### Supplied data
• • • • •
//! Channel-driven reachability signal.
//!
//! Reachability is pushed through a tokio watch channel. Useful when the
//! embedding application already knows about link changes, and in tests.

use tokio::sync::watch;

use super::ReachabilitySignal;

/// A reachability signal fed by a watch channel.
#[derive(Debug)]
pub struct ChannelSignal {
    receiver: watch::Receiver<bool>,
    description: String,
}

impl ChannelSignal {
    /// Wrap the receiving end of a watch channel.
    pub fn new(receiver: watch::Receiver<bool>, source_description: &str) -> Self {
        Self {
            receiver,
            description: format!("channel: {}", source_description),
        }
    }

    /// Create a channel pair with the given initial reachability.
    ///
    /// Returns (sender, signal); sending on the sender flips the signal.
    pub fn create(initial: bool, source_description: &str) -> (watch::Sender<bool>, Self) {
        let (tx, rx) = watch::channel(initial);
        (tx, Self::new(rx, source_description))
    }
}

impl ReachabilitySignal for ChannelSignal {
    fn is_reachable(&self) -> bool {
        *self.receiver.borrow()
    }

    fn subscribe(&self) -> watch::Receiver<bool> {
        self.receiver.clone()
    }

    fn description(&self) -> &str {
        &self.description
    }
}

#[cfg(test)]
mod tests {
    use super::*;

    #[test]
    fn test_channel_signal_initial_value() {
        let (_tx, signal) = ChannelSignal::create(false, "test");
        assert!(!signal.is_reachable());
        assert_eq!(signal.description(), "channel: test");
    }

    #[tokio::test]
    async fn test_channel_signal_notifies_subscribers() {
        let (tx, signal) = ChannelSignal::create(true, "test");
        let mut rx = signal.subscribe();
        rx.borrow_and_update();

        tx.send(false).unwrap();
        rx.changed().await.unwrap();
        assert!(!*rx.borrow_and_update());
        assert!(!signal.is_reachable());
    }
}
• • • • •
### Task details
Within the data, tally each line containing the string "bool". Answer with the number by itself.

### Response
5